I wrote a small WF program which caculates some condensators and the ohmic law. I now want to tidy up a little bit. I ran across a issue where I use 2 doubles which both got assigned the value 0. I can remove the value from the voltage double. But not the current one. And I can’t figure out why. Is there anything I am missing?

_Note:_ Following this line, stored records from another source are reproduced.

use aho_corasick::AhoCorasick;
use once_cell::sync::Lazy;

// Static initialization: automaton is built only once, thread-safe
static XML_ESCAPER: Lazy<AhoCorasick> = Lazy::new(|| {
    AhoCorasick::builder()
        .build(["&", "<", ">", "\"", "'"])
        .expect("XML escape patterns are valid")
});

/// Whether `c` may appear in an XML 1.0 document.
#[inline]
fn is_xml_char(c: char) -> bool {
    matches!(c, '\t' | '\n' | '\r') || (c >= ' ' && c != '\u{FFFE}' && c != '\u{FFFF}')
}

/// Escape XML special characters.
///
/// Used for every piece of user text that ends up in a slide, such as chart
/// titles, page names and picture descriptions. Characters XML 1.0 does not
/// allow (control characters other than tab, newline and carriage return)
/// are dropped.
///
/// # Examples
///
/// ```
/// use chartdeck::common::xml::escape_xml;
/// assert_eq!(escape_xml("R&D"), "R&amp;D");
/// assert_eq!(escape_xml("<Q1 \"Sales\">"), "&lt;Q1 &quot;Sales&quot;&gt;");
/// ```
#[inline]
pub fn escape_xml(s: &str) -> String {
    const REPLACEMENTS: [&str; 5] = ["&amp;", "&lt;", "&gt;", "&quot;", "&apos;"];
    if s.chars().all(is_xml_char) {
        XML_ESCAPER.replace_all(s, &REPLACEMENTS)
    } else {
        let cleaned: String = s.chars().filter(|&c| is_xml_char(c)).collect();
        XML_ESCAPER.replace_all(&cleaned, &REPLACEMENTS)
    }
}

#[cfg(test)]
mod tests {
    use super::*;

    #[test]
    fn test_escape_all_entities() {
        assert_eq!(escape_xml("a & b"), "a &amp; b");
        assert_eq!(escape_xml("it's"), "it&apos;s");
        assert_eq!(escape_xml("<tag>"), "&lt;tag&gt;");
    }

    #[test]
    fn test_escape_plain_text_unchanged() {
        assert_eq!(escape_xml("Performance - Chart 1"), "Performance - Chart 1");
        assert_eq!(escape_xml(""), "");
    }

    #[test]
    fn test_illegal_characters_dropped() {
        assert_eq!(escape_xml("Sales\u{1}\u{1F} & Ops\u{FFFF}"), "Sales &amp; Ops");
        assert_eq!(escape_xml("a\tb\nc\rd"), "a\tb\nc\rd");
        assert_eq!(escape_xml("Café 📈"), "Café 📈");
    }
}
/// Constant values related to the Open Packaging Convention.
///
/// This module contains content type URIs (like MIME-types) that specify a part's format,
/// XML namespaces, and relationship types used in the packages this crate writes.

/// Content type URIs (like MIME-types) that specify a part's format
pub mod content_type {
    // Image content types
    pub const BMP: &str = "image/bmp";
    pub const GIF: &str = "image/gif";
    pub const JPEG: &str = "image/jpeg";
    pub const PNG: &str = "image/png";
    pub const TIFF: &str = "image/tiff";

    // Office common content types
    pub const OFC_EXTENDED_PROPERTIES: &str =
        "application/vnd.openxmlformats-officedocument.extended-properties+xml";
    pub const OFC_THEME: &str = "application/vnd.openxmlformats-officedocument.theme+xml";

    // OPC core content types
    pub const OPC_CORE_PROPERTIES: &str =
        "application/vnd.openxmlformats-package.core-properties+xml";
    pub const OPC_RELATIONSHIPS: &str = "application/vnd.openxmlformats-package.relationships+xml";

    // PresentationML content types
    pub const PML_PRESENTATION: &str =
        "application/vnd.openxmlformats-officedocument.presentationml.presentation";
    pub const PML_PRESENTATION_MAIN: &str =
        "application/vnd.openxmlformats-officedocument.presentationml.presentation.main+xml";
    pub const PML_PRES_PROPS: &str =
        "application/vnd.openxmlformats-officedocument.presentationml.presProps+xml";
    pub const PML_SLIDE: &str =
        "application/vnd.openxmlformats-officedocument.presentationml.slide+xml";
    pub const PML_SLIDE_LAYOUT: &str =
        "application/vnd.openxmlformats-officedocument.presentationml.slideLayout+xml";
    pub const PML_SLIDE_MASTER: &str =
        "application/vnd.openxmlformats-officedocument.presentationml.slideMaster+xml";
    pub const PML_TABLE_STYLES: &str =
        "application/vnd.openxmlformats-officedocument.presentationml.tableStyles+xml";
    pub const PML_VIEW_PROPS: &str =
        "application/vnd.openxmlformats-officedocument.presentationml.viewProps+xml";

    // Generic XML
    pub const XML: &str = "application/xml";
}

/// XML namespace URIs used in OPC packages
pub mod namespace {
    /// DrawingML main namespace
    pub const DML_MAIN: &str = "http://schemas.openxmlformats.org/drawingml/2006/main";

    /// PresentationML main namespace
    pub const PML_MAIN: &str = "http://schemas.openxmlformats.org/presentationml/2006/main";

    /// Office relationships namespace
    pub const OFC_RELATIONSHIPS: &str =
        "http://schemas.openxmlformats.org/officeDocument/2006/relationships";

    /// OPC relationships namespace
    pub const OPC_RELATIONSHIPS: &str =
        "http://schemas.openxmlformats.org/package/2006/relationships";

    /// OPC content types namespace
    pub const OPC_CONTENT_TYPES: &str =
        "http://schemas.openxmlformats.org/package/2006/content-types";
}

/// Relationship type URIs used in OPC packages
pub mod relationship_type {
    // Core relationships
    pub const CORE_PROPERTIES: &str =
        "http://schemas.openxmlformats.org/package/2006/relationships/metadata/core-properties";
    pub const EXTENDED_PROPERTIES: &str =
        "http://schemas.openxmlformats.org/officeDocument/2006/relationships/extended-properties";

    // Office document
    pub const OFFICE_DOCUMENT: &str =
        "http://schemas.openxmlformats.org/officeDocument/2006/relationships/officeDocument";

    // Images
    pub const IMAGE: &str =
        "http://schemas.openxmlformats.org/officeDocument/2006/relationships/image";

    // Theme
    pub const THEME: &str =
        "http://schemas.openxmlformats.org/officeDocument/2006/relationships/theme";

    // PresentationML parts
    pub const PRES_PROPS: &str =
        "http://schemas.openxmlformats.org/officeDocument/2006/relationships/presProps";
    pub const SLIDE: &str =
        "http://schemas.openxmlformats.org/officeDocument/2006/relationships/slide";
    pub const SLIDE_LAYOUT: &str =
        "http://schemas.openxmlformats.org/officeDocument/2006/relationships/slideLayout";
    pub const SLIDE_MASTER: &str =
        "http://schemas.openxmlformats.org/officeDocument/2006/relationships/slideMaster";
    pub const TABLE_STYLES: &str =
        "http://schemas.openxmlformats.org/officeDocument/2006/relationships/tableStyles";
    pub const VIEW_PROPS: &str =
        "http://schemas.openxmlformats.org/officeDocument/2006/relationships/viewProps";
}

Error Message is CS0165 Use of unassigned local variable ‘current’ and occurs in the line where the CalcResistance Method gets called
using System.Data;
using System.Drawing;
using System.Linq;
using System.Text;
using System.Threading.Tasks;
using System.Windows.Forms;
namespace Kondensator_Ohmsches_Gesetz_Calc
{
public partial class Form1 : Form
{
public Form1()
{
InitializeComponent();
}
private void Form1_Load(object sender, EventArgs e)
{
}
private void calcResistance_Click(object sender, EventArgs e)
{
double voltage;
double current;
bool ok = double.TryParse(textBox1.Text, out voltage) && double.TryParse(textBox2.Text, out current);
if (ok)
{
textBox3.Text = Formulacollection.CalcResistance(voltage, current);
}
else
{
textBox3.Text = "Error Format not found";
}
textBox4.Text = Formulacollection.ConvertMicro(textBox3.Text);
textBox5.Text = Formulacollection.ConvertMilli(textBox3.Text);
textBox6.Text = Formulacollection.ConvertKilo(textBox3.Text);
textBox7.Text = Formulacollection.ConvertMega(textBox3.Text);
}
}
Formulacollection Class works like this:
using System;
using System.Collections.Generic;
using System.Text;
using static System.Math;
using System.Numerics;
using System.Globalization;
namespace Kondensator_Ohmsches_Gesetz_Calc
{
public static class Formulacollection
{
public static string CalcResistance(double voltage, double current)
{
var resistance = voltage / current;
return resistance.ToString();
}
}
>Solution :
The second part won’t always be evaluated when you use the && operator. Try to use & instead of it, or set a default value to current when you declare it.